St. Mark wrote the first gospel account in the Bible that became the pattern for St. Matthew and St. Luke in writing their own gospel versions. Being the first evangelist, St. Mark was also the first to give us a portrait of who is Jesus Christ, the suffering Messiah.

Photo by author, sunrise at Camp John Hay, Baguio City, November 2018.

He did not have an infancy narrative of Jesus unlike St. Matthew and St. Luke because St. Mark was in such a hurry to proclaim the good news of salvation of Christ who had to suffer for the forgiveness of our sins.
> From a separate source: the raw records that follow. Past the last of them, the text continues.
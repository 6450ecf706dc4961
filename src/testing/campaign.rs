//! Dump-analysis campaign
//!
//! Runs every configuration in turn: install the tool and build the sample
//! apps, crash each app with dump generation enabled, then inspect the dumps.
//! `CrossOSDAC` runs open every dump in the managed analyzer. `DebuggerExtension`
//! runs open the dump in the native debugger and also launch the app under it.
//! A configuration that fails is reported in its summary and the campaign
//! moves on to the next one.

use std::path::{Path, PathBuf};
use std::sync::atomic::{AtomicUsize, Ordering};

use colored::Colorize;
use futures_util::{stream, Stream, StreamExt};

use super::expander::RunConfiguration;
use super::template::TestKind;
use crate::common::config::Settings;
use crate::common::{Error, Result};
use crate::debugging::{base_commands, CliDebugger, DebugScript, DebugSession, DumpAnalyzer};
use crate::dotnet::{install_spec, tool_entry_point, Platform, Rid, TargetApp};
use crate::pipeline::{log, PipelineOutcome, PipelineReport, PipelineRunner};
use crate::process::{CommandSpec, FailureCause, InvocationResult, InvokeOptions, Launcher, ProcessInvoker};

/// SOS commands run by the native debugger against dumps and launched apps
pub const SOS_DEBUG_COMMANDS: [&str; 6] = [
    "clrthreads",
    "verifyheap",
    "dumpheap -stat",
    "dumpasync",
    "dumplog",
    "crashinfo",
];

const DEBUG_DUMP_LOG: &str = "debug-dump.log";
const DEBUG_PROCESS_LOG: &str = "debug-process.log";
const DUMP_DEBUG_SCRIPT: &str = "dump-debug-script.txt";
const PROCESS_DEBUG_SCRIPT: &str = "process-debug-script.txt";

/// Campaign switches
#[derive(Debug, Clone, Default)]
pub struct CampaignOptions {
    /// Echo child output live
    pub echo: bool,
    /// Reuse installed tools and built apps from an earlier run
    pub skip_init: bool,
    /// Native debugger for `DebuggerExtension` runs
    pub debugger: Option<PathBuf>,
    /// Managed debugging extension loaded by Windows debuggers
    pub extension: Option<PathBuf>,
}

/// Outcome of one configuration
#[derive(Debug)]
pub struct ConfigurationSummary {
    pub test_name: String,
    /// Install/build pipeline; `None` when skipped
    pub init: Option<PipelineReport>,
    /// Dump-generation pipeline; `None` when not reached
    pub dumps: Option<PipelineReport>,
    /// Launch-under-debugger pipeline of `DebuggerExtension` runs
    pub launches: Option<PipelineReport>,
    /// Analysis logs written
    pub analyzed: Vec<PathBuf>,
    /// Analysis sessions that reported errors
    pub analysis_failures: usize,
    /// Dumps that were expected but not produced
    pub missing_dumps: Vec<PathBuf>,
    /// Why the configuration stopped early
    pub error: Option<String>,
}

impl ConfigurationSummary {
    fn new(test_name: &str) -> Self {
        Self {
            test_name: test_name.to_string(),
            init: None,
            dumps: None,
            launches: None,
            analyzed: Vec::new(),
            analysis_failures: 0,
            missing_dumps: Vec::new(),
            error: None,
        }
    }

    pub fn passed(&self) -> bool {
        self.error.is_none()
            && self.init.as_ref().map_or(true, PipelineReport::succeeded)
            && self.launches.as_ref().map_or(true, PipelineReport::succeeded)
            && self.missing_dumps.is_empty()
            && self.analysis_failures == 0
    }
}

enum InitStep<'a> {
    InstallTool,
    InstallExtension,
    CreateApp(&'a TargetApp),
    BuildApp(&'a TargetApp),
}

enum ExtensionStep<'a> {
    CrashApp(&'a TargetApp),
    DebugDump(&'a TargetApp),
}

/// Native debugger and script shared by every session of one run
struct NativeDebugging<'a, L> {
    debugger: CliDebugger<&'a L>,
    script: DebugScript,
    failures: AtomicUsize,
}

impl<L: Launcher> NativeDebugging<'_, L> {
    fn record(&self, result: &InvocationResult) {
        if result.is_failure() {
            self.failures.fetch_add(1, Ordering::Relaxed);
        }
    }
}

/// Drives the dump-analysis flow over a list of run configurations
pub struct DumpCampaign<L = ProcessInvoker> {
    launcher: L,
    options: CampaignOptions,
}

impl DumpCampaign<ProcessInvoker> {
    pub fn new(settings: &Settings, skip_init: bool) -> Self {
        let launcher = ProcessInvoker::new().with_teardown_grace(settings.timeouts.teardown_grace());
        Self::with_launcher(
            launcher,
            CampaignOptions {
                echo: settings.output.echo,
                skip_init,
                debugger: settings.debugger_path(),
                extension: settings.debuggers.extension.clone(),
            },
        )
    }
}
And that makes him so perfect in this Season of Advent: we need to hurry in order to meet Jesus Christ right here in our own darkness and sufferings as we have mentioned last Sunday.

Advent as a season of new beginnings happens wherever and whenever we become another John, a voice in the wilderness, one who goes out to proclaim that the Lord is coming, that he in fact has come.
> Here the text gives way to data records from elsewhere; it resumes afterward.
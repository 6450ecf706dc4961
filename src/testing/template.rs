//! Test template types
//!
//! Defines the data structures for deserializing YAML test templates. Fields
//! that are required for expansion default to empty here so that a missing
//! field is reported by validation with its name, not as a parse error.

use serde::{Deserialize, Serialize};
use std::collections::BTreeMap;
use std::fmt;
use std::path::{Path, PathBuf};

use crate::common::{Error, Result};
use crate::dotnet::DiagTool;

/// Which validation suite a template describes
#[derive(Deserialize, Serialize, Debug, Clone, Copy, PartialEq, Eq)]
pub enum TestKind {
    /// Dumps from crashing apps analyzed with the managed dump analyzer
    #[serde(rename = "CrossOSDAC")]
    CrossOsDac,
    /// Dumps and live processes analyzed through the native debugger extension
    #[serde(rename = "DebuggerExtension")]
    DebuggerExtension,
}

impl TestKind {
    pub fn name(self) -> &'static str {
        match self {
            TestKind::CrossOsDac => "CrossOSDAC",
            TestKind::DebuggerExtension => "DebuggerExtension",
        }
    }

    /// Sample apps built for every run of this kind
    pub fn app_names(self) -> &'static [&'static str] {
        match self {
            TestKind::CrossOsDac => &["oom", "uhe"],
            TestKind::DebuggerExtension => &["nativeaot"],
        }
    }

    /// Tool package installed into every run
    pub fn tool(self) -> DiagTool {
        match self {
            TestKind::CrossOsDac => DiagTool::Dump,
            TestKind::DebuggerExtension => DiagTool::DebuggerExtensions,
        }
    }

    /// Apps are published ahead-of-time instead of built
    pub fn publishes_apps(self) -> bool {
        matches!(self, TestKind::DebuggerExtension)
    }

    /// Run apps with the runtime stress log enabled
    pub fn uses_stress_log(self) -> bool {
        matches!(self, TestKind::DebuggerExtension)
    }
}

impl fmt::Display for TestKind {
    fn fmt(&self, f: &mut fmt::Formatter<'_>) -> fmt::Result {
        f.write_str(self.name())
    }
}

/// A declared test template loaded from a YAML file
#[derive(Deserialize, Debug, Clone)]
pub struct TestTemplate {
    /// Test identity and location
    pub test: TestSection,
    /// SDK versions to run, in order
    #[serde(default)]
    pub sdk_versions: Vec<String>,
    /// Diagnostic tool installed into every run
    #[serde(default)]
    pub tool: ToolSetting,
    /// Sample app settings
    #[serde(default)]
    pub app: AppSection,
}

#[derive(Deserialize, Debug, Clone)]
pub struct TestSection {
    pub kind: TestKind,
    /// Root directory holding SDKs, tools and results
    #[serde(default)]
    pub testbed: PathBuf,
}

/// Where to install a diagnostic tool from
#[derive(Deserialize, Serialize, Debug, Clone, Default)]
pub struct ToolSetting {
    #[serde(default)]
    pub version: String,
    /// Package feed URL
    #[serde(default)]
    pub feed: String,
    /// NuGet config passed to `dotnet tool install --configfile`
    #[serde(default)]
    pub nuget_config: Option<PathBuf>,
}

#[derive(Deserialize, Debug, Clone, Default)]
pub struct AppSection {
    /// `Debug` or `Release`
    #[serde(default)]
    pub build_config: String,
    /// Replacement `Program.cs` per app name
    #[serde(default)]
    pub sources: BTreeMap<String, PathBuf>,
}

impl TestTemplate {
    /// Parse a template from YAML text
    pub fn from_yaml_str(content: &str) -> Result<Self> {
        Ok(serde_yaml::from_str(content)?)
    }

    /// Load a template from a YAML file
    pub fn load(path: &Path) -> Result<Self> {
        let content = std::fs::read_to_string(path).map_err(|e| Error::file_read(path, e))?;
        Self::from_yaml_str(&content)
    }
}

#[cfg(test)]
mod tests {
    use super::*;

    const TEMPLATE: &str = r#"
test:
  kind: CrossOSDAC
  testbed: /tb
sdk_versions: ["8.0", "9.0"]
tool:
  version: 9.0.1
  feed: https://pkgs.example/index.json
app:
  build_config: Release
  sources:
    oom: /src/oom/Program.cs
"#;

    #[test]
    fn test_parse_template() {
        let template = TestTemplate::from_yaml_str(TEMPLATE).unwrap();
        assert_eq!(template.test.kind, TestKind::CrossOsDac);
        assert_eq!(template.test.testbed, PathBuf::from("/tb"));
        assert_eq!(template.sdk_versions, ["8.0", "9.0"]);
        assert_eq!(template.tool.version, "9.0.1");
        assert!(template.tool.nuget_config.is_none());
        assert_eq!(template.app.build_config, "Release");
        assert_eq!(
            template.app.sources.get("oom"),
            Some(&PathBuf::from("/src/oom/Program.cs"))
        );
    }

    #[test]
    fn test_missing_sections_default_to_empty() {
        let template = TestTemplate::from_yaml_str("test:\n  kind: DebuggerExtension\n").unwrap();
        assert!(template.sdk_versions.is_empty());
        assert!(template.tool.feed.is_empty());
        assert!(template.app.build_config.is_empty());
        assert_eq!(template.test.kind.app_names(), ["nativeaot"]);
    }

    #[test]
    fn test_kind_selects_tool_package() {
        assert_eq!(TestKind::CrossOsDac.tool(), DiagTool::Dump);
        assert_eq!(
            TestKind::DebuggerExtension.tool().package_name(),
            "dotnet-debugger-extensions"
        );
    }

    #[test]
    fn test_unknown_kind_is_parse_error() {
        let err = TestTemplate::from_yaml_str("test:\n  kind: LTTng\n").unwrap_err();
        assert!(matches!(err, Error::Yaml(_)));
    }

    #[test]
    fn test_load_missing_file() {
        let err = TestTemplate::load(Path::new("/no/such/template.yaml")).unwrap_err();
        assert!(matches!(err, Error::FileRead { .. }));
    }
}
To speak of a “beginning” always implies an end like in the beginning of a new day after the end of yesterday.

But with St. Mark telling us “The beginning of the gospel of Jesus Christ”, he is not implying something that had ended. When we look at how he ended his gospel, we find it to be “hanging”, not really finished with the discovery of the empty tomb: St. Mark “ended” his gospel abruptly because he wanted his audience and all believers of Jesus to continue telling and living the gospel of Christ!
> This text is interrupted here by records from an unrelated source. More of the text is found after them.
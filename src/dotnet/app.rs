//! Sample target applications
//!
//! A [`TargetApp`] knows where its project lives and how to create, build and
//! publish it with the runtime from its environment snapshot. Build outputs
//! land at `<root>/bin/<config>/<framework>/<rid>[/publish]/<name>[.exe]`.

use std::fmt;
use std::path::{Path, PathBuf};
use std::str::FromStr;

use serde::Serialize;

use super::Rid;
use crate::common::{Error, Result};
use crate::process::{CommandSpec, EnvironmentSnapshot};

/// Build configuration passed to `dotnet build/publish -c`
#[derive(Debug, Clone, Copy, PartialEq, Eq, Serialize)]
pub enum BuildConfig {
    Debug,
    Release,
}

impl BuildConfig {
    pub const NAMES: [&'static str; 2] = ["Debug", "Release"];

    pub fn as_str(self) -> &'static str {
        match self {
            BuildConfig::Debug => "Debug",
            BuildConfig::Release => "Release",
        }
    }
}

impl fmt::Display for BuildConfig {
    fn fmt(&self, f: &mut fmt::Formatter<'_>) -> fmt::Result {
        f.write_str(self.as_str())
    }
}

impl FromStr for BuildConfig {
    type Err = Error;

    fn from_str(s: &str) -> Result<Self> {
        match s {
            "Debug" => Ok(BuildConfig::Debug),
            "Release" => Ok(BuildConfig::Release),
            other => Err(Error::invalid_field(
                "app.build_config",
                other,
                &BuildConfig::NAMES,
            )),
        }
    }
}

/// Descriptor of one sample application bound to a run configuration
#[derive(Debug, Clone, Serialize)]
pub struct TargetApp {
    /// Project and assembly name
    pub name: String,
    /// `dotnet new` template, e.g. `console`
    pub template: String,
    /// Project directory
    pub root: PathBuf,
    /// Environment used for every command touching this app
    #[serde(skip)]
    pub env: EnvironmentSnapshot,
}

impl TargetApp {
    pub fn new(
        env: EnvironmentSnapshot,
        template: impl Into<String>,
        root: impl Into<PathBuf>,
        name: Option<&str>,
    ) -> Self {
        let root = root.into();
        let name = match name {
            Some(n) => n.to_string(),
            None => root
                .file_name()
                .map(|n| n.to_string_lossy().into_owned())
                .unwrap_or_default(),
        };
        Self {
            name,
            template: template.into(),
            root,
            env,
        }
    }

    fn runtime(&self) -> Result<PathBuf> {
        self.env.runtime_executable(Rid::current())
    }

    /// `dotnet new <template> -o <root> -n <name> --force`
    pub fn create_spec(&self) -> Result<CommandSpec> {
        Ok(CommandSpec::new(self.runtime()?, self.env.clone()).args([
            "new".to_string(),
            self.template.clone(),
            "-o".to_string(),
            self.root.to_string_lossy().into_owned(),
            "-n".to_string(),
            self.name.clone(),
            "--force".to_string(),
        ]))
    }

    /// `dotnet build -r <rid> -c <config>` inside the project directory
    pub fn build_spec(&self, config: BuildConfig, rid: Rid) -> Result<CommandSpec> {
        Ok(CommandSpec::new(self.runtime()?, self.env.clone())
            .args(["build", "-r", rid.as_str(), "-c", config.as_str()])
            .working_dir(&self.root))
    }

    /// `dotnet publish -r <rid> -c <config>` inside the project directory
    pub fn publish_spec(&self, config: BuildConfig, rid: Rid) -> Result<CommandSpec> {
        Ok(CommandSpec::new(self.runtime()?, self.env.clone())
            .args(["publish", "-r", rid.as_str(), "-c", config.as_str()])
            .working_dir(&self.root))
    }

    /// Directory holding build (or publish) outputs
    pub fn output_folder(
        &self,
        config: BuildConfig,
        framework: &str,
        rid: Rid,
        published: bool,
    ) -> PathBuf {
        let dir = self
            .root
            .join("bin")
            .join(config.as_str())
            .join(framework)
            .join(rid.as_str());
        if published {
            dir.join("publish")
        } else {
            dir
        }
    }

    /// Expected executable path, without checking that it exists
    pub fn executable_path(
        &self,
        config: BuildConfig,
        framework: &str,
        rid: Rid,
        published: bool,
    ) -> PathBuf {
        self.output_folder(config, framework, rid, published)
            .join(format!("{}{}", self.name, rid.executable_extension()))
    }

    /// Built executable; errors if the build did not produce it
    pub fn executable(
        &self,
        config: BuildConfig,
        framework: &str,
        rid: Rid,
        published: bool,
    ) -> Result<PathBuf> {
        let exe = self.executable_path(config, framework, rid, published);
        ensure_exists(&exe)?;
        Ok(exe)
    }
}

fn ensure_exists(path: &Path) -> Result<()> {
    if path.exists() {
        Ok(())
    } else {
        Err(Error::AppArtifactMissing(path.display().to_string()))
    }
}

#[cfg(test)]
mod tests {
    use super::*;
    use crate::process::RUNTIME_ROOT_VAR;

    fn app(root: &Path) -> TargetApp {
        let env: EnvironmentSnapshot = [(RUNTIME_ROOT_VAR, "/sdk")].into_iter().collect();
        TargetApp::new(env, "console", root, None)
    }

    #[test]
    fn test_build_config_parse() {
        assert_eq!("Release".parse::<BuildConfig>().unwrap(), BuildConfig::Release);
        let err = "release".parse::<BuildConfig>().unwrap_err();
        assert!(err.to_string().contains("Debug, Release"));
    }

    #[test]
    fn test_name_defaults_to_root_dir() {
        let app = app(Path::new("/tb/TargetApps/oom-sdk8.0"));
        assert_eq!(app.name, "oom-sdk8.0");
        assert_eq!(app.root, PathBuf::from("/tb/TargetApps/oom-sdk8.0"));
    }

    #[test]
    fn test_executable_path_layout() {
        let app = app(Path::new("/apps/uhe"));
        assert_eq!(
            app.executable_path(BuildConfig::Debug, "net8.0", Rid::LinuxX64, false),
            PathBuf::from("/apps/uhe/bin/Debug/net8.0/linux-x64/uhe")
        );
        assert_eq!(
            app.executable_path(BuildConfig::Release, "net9.0", Rid::WinX64, true),
            PathBuf::from("/apps/uhe/bin/Release/net9.0/win-x64/publish/uhe.exe")
        );
    }

    #[test]
    fn test_missing_executable_is_error() {
        let dir = tempfile::tempdir().unwrap();
        let app = app(dir.path());
        let err = app
            .executable(BuildConfig::Debug, "net8.0", Rid::LinuxX64, false)
            .unwrap_err();
        assert!(matches!(err, Error::AppArtifactMissing(_)));
    }

    #[test]
    fn test_build_spec_runs_in_app_root() {
        let app = app(Path::new("/apps/console"));
        let spec = app.build_spec(BuildConfig::Release, Rid::LinuxArm64).unwrap();
        assert_eq!(spec.arguments(), ["build", "-r", "linux-arm64", "-c", "Release"]);
        assert_eq!(spec.cwd(), Some(Path::new("/apps/console")));
        assert!(spec.program().starts_with("/sdk"));
    }

    #[test]
    fn test_publish_spec() {
        let app = app(Path::new("/apps/nativeaot"));
        let spec = app.publish_spec(BuildConfig::Debug, Rid::WinX64).unwrap();
        assert_eq!(spec.arguments(), ["publish", "-r", "win-x64", "-c", "Debug"]);
        assert_eq!(spec.cwd(), Some(Path::new("/apps/nativeaot")));
    }

    #[test]
    fn test_create_spec() {
        let app = app(Path::new("/apps/console"));
        let spec = app.create_spec().unwrap();
        assert_eq!(
            spec.arguments(),
            ["new", "console", "-o", "/apps/console", "-n", "console", "--force"]
        );
        assert!(spec.cwd().is_none());
    }
}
And that is how the gospel Jesus truly begins: in every heart that is open and empty for his coming, for anyone honest and sincere to admit his sinfulness, his shortcomings, his limitations, his being less than God, his being in darkness longing to be in light.

Here we find that imagery of the desert in John’s preaching to show us the need to retreat, to come to terms with our true selves in our bare essentials — no ifs nor buts, no pretensions, no hypocrisies. Come to Jesus in our sinfulness, in our littleness, in our being his precursor like John.


Beginning does not always mean the end
but sometimes the continuation of
something so beautiful that had already began.

Sometimes in life, we do not see everything so clear right away. There are times even when nothing seems to be so good as if God has abandoned us that we do not know where to begin at all, if ever we could really start again.

Imagine the people of Israel at that time living in exile at Babylon: they have not seen nor heard anything about their country nor their temple in Jerusalem that once stood as their pride being God’s chosen people. No doubt, they could not see anything good at all in their exile as everything must be so bad and dismal — their masters, the food, the water, and life itself.

Suddenly, here comes God, telling them through the prophet:

Comfort, give comfort to my people, says your God. Speak tenderly to Jerusalem, and proclaim to her that her service is at an end, her guilt is expiated; indeed, she has received from the hand of the Lord double for all her sins.

Isaiah 40:1-2
Photo by author, Advent Week-I in our parish, 29 November 2020.

Last Thursday, while feeling so sick and helpless with my situation, awaiting the results of my swab test coupled with some problems, I cried out to God.

It was like a desert experience when I felt so helpless, so weak before him, lamenting that this should be the season of Advent, of his coming yet I could not see him.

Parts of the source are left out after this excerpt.